How do You Apply for Veterans Affairs Benefits?
Applying for VA pension is often complicated and may take some time. It is a good idea to keep copies of all unreimbursed medical bills for at least twelve months. The average wait for approval is six months. However, the benefits are retroactive to the date of application.
There are several ways you can apply for non–service connected pensions:
- You can contact the VA at 1–800–827–1000.
- You can apply online at: https://www.ebenefits.va.gov/
- Veteran's applying for the first time can download the "VA Form 21–526, Veteran's Application for Compensation and/or Pension" at www.vba.va.gov/pubs/forms/VBA-21-526-ARE.pdf and send the completed application to the VA regional office that serves your county (listed below).

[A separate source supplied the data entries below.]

use glam::Vec2;
use rand::Rng;
use tracing::debug;

use crate::agent::{Agent, ReproState};
use crate::config::{self, FitnessWeights, MutationTuning, QualificationThresholds};
use crate::fitness;
use crate::genepool::{GenePoolStore, GenomeMeta};
use crate::genome::{Genome, MutationStyle};
use crate::physics::TempBand;
use crate::world::World;

/// A birth event collected during a lifecycle pass and spawned afterwards,
/// once no agent borrows are outstanding.
#[derive(Clone, Debug)]
pub struct Birth {
    pub genome: Genome,
    pub pos: Vec2,
    pub energy: f32,
    pub parent_ids: [Option<u64>; 2],
    pub generation: u32,
}

/// Attempt to start a pregnancy. Refusal for any reason is a plain `false`;
/// on success the initiator is pregnant, has paid the mating cost, and holds
/// a copy of the mate's genome for the eventual crossover.
pub fn try_mate(
    initiator: &mut Agent,
    mate: &Agent,
    mate_genome: &Genome,
    desire: f32,
    band: TempBand,
    frame: u64,
) -> bool {
    if !initiator.alive || !mate.alive {
        return false;
    }
    if initiator.specialization != mate.specialization {
        return false;
    }
    if !initiator.matured(frame) || !mate.matured(frame) {
        return false;
    }
    if initiator.is_pregnant() || mate.is_pregnant() {
        return false;
    }
    if initiator.on_cooldown(frame) || mate.on_cooldown(frame) {
        return false;
    }
    if initiator.energy < config::MATING_MIN_ENERGY || mate.energy < config::MATING_MIN_ENERGY {
        return false;
    }
    if initiator.pos.distance(mate.pos) > config::MATING_RANGE {
        return false;
    }
    // Hostile climates suppress reproduction before any pairing happens.
    if desire * band.reproduction_mult() < config::MATING_DESIRE_THRESHOLD {
        return false;
    }
    // Selectivity: the mate must carry at least half the initiator's score.
    let own_score = fitness::sanitize(initiator.fitness);
    if fitness::sanitize(mate.fitness) < own_score * 0.5 {
        return false;
    }

    initiator.energy -= config::MATING_ENERGY_COST;
    initiator.refresh_size();
    initiator.cooldown_until = frame + config::REPRODUCTION_COOLDOWN_FRAMES;
    initiator.repro_state = ReproState::Pregnant {
        since_frame: frame,
        mate_genome: Box::new(mate_genome.clone()),
    };
    debug!(
        initiator = initiator.genome_id,
        mate = mate.genome_id,
        frame,
        "pregnancy started"
    );
    true
}

/// Resolve a due pregnancy into a birth. Returns `None` while the term has
/// not elapsed (or the agent is not pregnant at all).
pub fn resolve_pregnancy(
    agent: &mut Agent,
    own_genome: &Genome,
    child_id: u64,
    tuning: &MutationTuning,
    style: MutationStyle,
    rate: f32,
    rng: &mut impl Rng,
    frame: u64,
) -> Option<Birth> {
    let due = match &agent.repro_state {
        ReproState::Pregnant { since_frame, .. } => {
            frame.saturating_sub(*since_frame) >= config::PREGNANCY_FRAMES
        }
        ReproState::Idle => false,
    };
    if !due {
        return None;
    }

    let mate_genome = match std::mem::take(&mut agent.repro_state) {
        ReproState::Pregnant { mate_genome, .. } => *mate_genome,
        ReproState::Idle => return None,
    };

    // Rarely the child re-specializes; fresh weights, since the parents'
    // matrices no longer fit the new architecture.
    let genome = if rng.gen::<f32>() < config::RESPEC_PROBABILITY {
        Genome::random(child_id, crate::genome::Specialization::random(rng), rng)
    } else {
        match Genome::crossover(own_genome, &mate_genome, child_id, rng) {
            Some(crossed) => crossed.mutated(tuning, style, rate, rng),
            // Shapes only diverge if a stored genome was corrupted; start over.
            None => Genome::random(child_id, own_genome.specialization, rng),
        }
    };

    agent.record_offspring(genome.id);
    agent.cooldown_until = frame + config::REPRODUCTION_COOLDOWN_FRAMES;

    Some(Birth {
        genome,
        pos: agent.pos,
        energy: config::INITIAL_ENERGY,
        parent_ids: [Some(own_genome.id), Some(mate_genome.id)],
        generation: agent.generation + 1,
    })
}

/// Asexual split: an energy-rich agent off cooldown halves its energy with a
/// mutated clone. The clone keeps the parent's genome id.
pub fn try_split(
    agent: &mut Agent,
    own_genome: &Genome,
    tuning: &MutationTuning,
    style: MutationStyle,
    rate: f32,
    rng: &mut impl Rng,
    frame: u64,
) -> Option<Birth> {
    if agent.is_pregnant()
        || agent.on_cooldown(frame)
        || agent.energy <= config::SPLIT_ENERGY_FRACTION * config::MAX_ENERGY
    {
        return None;
    }

    agent.energy *= 0.5;
    agent.refresh_size();
    agent.cooldown_until = frame + config::REPRODUCTION_COOLDOWN_FRAMES;

    let genome = own_genome.mutated(tuning, style, rate, rng);
    agent.record_offspring(genome.id);

    Some(Birth {
        genome,
        pos: agent.pos,
        energy: agent.energy,
        parent_ids: [Some(own_genome.id), None],
        generation: agent.generation + 1,
    })
}

/// Final accounting for an agent that has just died. Computes closing
/// fitness, checks gene-pool qualification, and queues any submission.
/// Calling this twice is a no-op the second time.
pub fn handle_death(
    agent: &mut Agent,
    genome: &Genome,
    weights: &FitnessWeights,
    thresholds: &QualificationThresholds,
    pool: &mut dyn GenePoolStore,
    world: &World,
    frame: u64,
) {
    if agent.cleaned_up {
        return;
    }
    agent.alive = false;
    agent.cleaned_up = true;

    agent.fitness = fitness::compute_fitness(agent, weights, world.width, world.height, frame);
    agent.qualifies = fitness::qualifies(agent, thresholds, world.width, world.height, frame);

    if agent.qualifies {
        pool.queue_save_agent(
            genome.clone(),
            agent.fitness,
            GenomeMeta {
                generation: agent.generation,
                food_eaten: agent.stats.food_eaten,
                kills: agent.stats.kills,
                age_frames: agent.age(frame),
            },
        );
    }
    debug!(
        genome_id = agent.genome_id,
        fitness = agent.fitness,
        qualifies = agent.qualifies,
        frame,
        "agent died"
    );
}

#[cfg(test)]
mod tests {
    use super::*;
    use crate::genepool::InMemoryGenePool;
    use crate::genome::Specialization;
    use rand::SeedableRng;
    use rand_chacha::ChaCha8Rng;

    fn tuning() -> MutationTuning {
        MutationTuning::default()
    }

    fn pair(spec_a: Specialization, spec_b: Specialization) -> (Agent, Genome, Agent, Genome) {
        let mut rng = ChaCha8Rng::seed_from_u64(11);
        let ga = Genome::random(1, spec_a, &mut rng);
        let gb = Genome::random(2, spec_b, &mut rng);
        let mut a = Agent::from_genome(&ga, Vec2::new(100.0, 100.0), 0);
        let mut b = Agent::from_genome(&gb, Vec2::new(110.0, 100.0), 0);
        a.energy = config::MATING_MIN_ENERGY + 20.0;
        b.energy = config::MATING_MIN_ENERGY + 20.0;
        a.fitness = 10.0;
        b.fitness = 10.0;
        (a, ga, b, gb)
    }

    #[test]
    fn cross_specialization_mating_is_refused() {
        let (mut a, _ga, b, gb) = pair(Specialization::Forager, Specialization::Hunter);
        let frame = config::MATURITY_FRAMES + 1;
        assert!(!try_mate(&mut a, &b, &gb, 1.0, TempBand::Optimal, frame));
        assert!(!a.is_pregnant());
        assert!((a.energy - (config::MATING_MIN_ENERGY + 20.0)).abs() < f32::EPSILON);
    }

    #[test]
    fn successful_mating_costs_energy_and_sets_pregnancy() {
        let (mut a, _ga, b, gb) = pair(Specialization::Forager, Specialization::Forager);
        let frame = config::MATURITY_FRAMES + 1;
        let before = a.energy;
        assert!(try_mate(&mut a, &b, &gb, 1.0, TempBand::Optimal, frame));
        assert!(a.is_pregnant());
        assert!(a.energy < before);
        assert!(a.on_cooldown(frame + 1));
    }

    #[test]
    fn severe_cold_suppresses_mating() {
        let (mut a, _ga, b, gb) = pair(Specialization::Forager, Specialization::Forager);
        let frame = config::MATURITY_FRAMES + 1;
        assert!(!try_mate(&mut a, &b, &gb, 1.0, TempBand::ColdSevere, frame));
    }

    #[test]
    fn low_scoring_mate_is_rejected() {
        let (mut a, _ga, mut b, gb) = pair(Specialization::Forager, Specialization::Forager);
        a.fitness = 100.0;
        b.fitness = 10.0;
        let frame = config::MATURITY_FRAMES + 1;
        assert!(!try_mate(&mut a, &b, &gb, 1.0, TempBand::Optimal, frame));
        b.fitness = 60.0;
        assert!(try_mate(&mut a, &b, &gb, 1.0, TempBand::Optimal, frame));
    }

    #[test]
    fn pregnancy_resolves_only_after_term() {
        let (mut a, ga, b, gb) = pair(Specialization::Forager, Specialization::Forager);
        let start = config::MATURITY_FRAMES + 1;
        assert!(try_mate(&mut a, &b, &gb, 1.0, TempBand::Optimal, start));

        let mut rng = ChaCha8Rng::seed_from_u64(3);
        let early = resolve_pregnancy(
            &mut a, &ga, 99, &tuning(), MutationStyle::Gaussian, 0.05, &mut rng, start + 10,
        );
        assert!(early.is_none());
        assert!(a.is_pregnant());

        let due = start + config::PREGNANCY_FRAMES;
        let birth = resolve_pregnancy(
            &mut a, &ga, 99, &tuning(), MutationStyle::Gaussian, 0.05, &mut rng, due,
        )
        .unwrap();
        assert!(!a.is_pregnant());
        assert_eq!(birth.parent_ids, [Some(1), Some(2)]);
        assert_eq!(birth.generation, 1);
        assert!(a.offspring_ids.contains(&birth.genome.id));
    }

    #[test]
    fn split_halves_energy_and_keeps_genome_id() {
        let mut rng = ChaCha8Rng::seed_from_u64(5);
        let genome = Genome::random(7, Specialization::Drifter, &mut rng);
        let mut agent = Agent::from_genome(&genome, Vec2::new(50.0, 50.0), 0);
        agent.energy = config::MAX_ENERGY * 0.95;
        let before = agent.energy;

        let frame = config::MATURITY_FRAMES + 1;
        let birth = try_split(
            &mut agent, &genome, &tuning(), MutationStyle::Gaussian, 0.05, &mut rng, frame,
        )
        .unwrap();

        assert!((agent.energy - before * 0.5).abs() < 1e-4);
        assert!((birth.energy - agent.energy).abs() < 1e-4);
        assert_eq!(birth.genome.id, 7);
        assert!(try_split(
            &mut agent, &genome, &tuning(), MutationStyle::Gaussian, 0.05, &mut rng, frame,
        )
        .is_none());
    }

    #[test]
    fn split_needs_no_maturity() {
        let mut rng = ChaCha8Rng::seed_from_u64(13);
        let genome = Genome::random(4, Specialization::Forager, &mut rng);
        let mut agent = Agent::from_genome(&genome, Vec2::new(50.0, 50.0), 0);
        agent.energy = config::MAX_ENERGY * 0.95;

        // Well before MATURITY_FRAMES; only energy and cooldown gate splits.
        let birth = try_split(
            &mut agent, &genome, &tuning(), MutationStyle::Gaussian, 0.05, &mut rng, 1,
        );
        assert!(birth.is_some());
        assert_eq!(birth.unwrap().genome.id, 4);
    }

    #[test]
    fn death_cleanup_is_idempotent() {
        let mut rng = ChaCha8Rng::seed_from_u64(9);
        let genome = Genome::random(3, Specialization::Forager, &mut rng);
        let mut agent = Agent::from_genome(&genome, Vec2::new(10.0, 10.0), 0);
        agent.energy = 0.0;

        let world = World::new(config::WORLD_WIDTH, config::WORLD_HEIGHT);
        let mut pool = InMemoryGenePool::new(4, 1);
        let weights = FitnessWeights::default();
        let thresholds = QualificationThresholds::default();

        handle_death(&mut agent, &genome, &weights, &thresholds, &mut pool, &world, 100);
        assert!(!agent.alive);
        assert!(agent.cleaned_up);
        let queued = pool.queued();

        handle_death(&mut agent, &genome, &weights, &thresholds, &mut pool, &world, 100);
        assert_eq!(pool.queued(), queued);
    }
}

If you have applied for pension, compensation or Dependency and Indemnity Compensation (DIC) in the past there may be other applications you can use (i.e. VA Form 21–527).
- Surviving spouse's applying for the first time can download the "VA Form 21–534, Application for Dependency and Indemnity Compensation, Death Pension and Accrued Benefits by Surviving Spouse or Child" at http://www.vba.va.gov/pubs/forms/VBA-21-534-ARE.pdf and send the completed application to the VA regional office that serves your county. If you have applied for pension, compensation or DIC in the past there may be other applications you can use (i.e. VA Form 21–0518 or 21–0519).
VA Regional Offices:
- The Los Angeles Regional Office covers the following counties:
Inyo, Kern, Los Angeles, San Luis Obispo, Santa Barbara, San Bernardino and Ventura.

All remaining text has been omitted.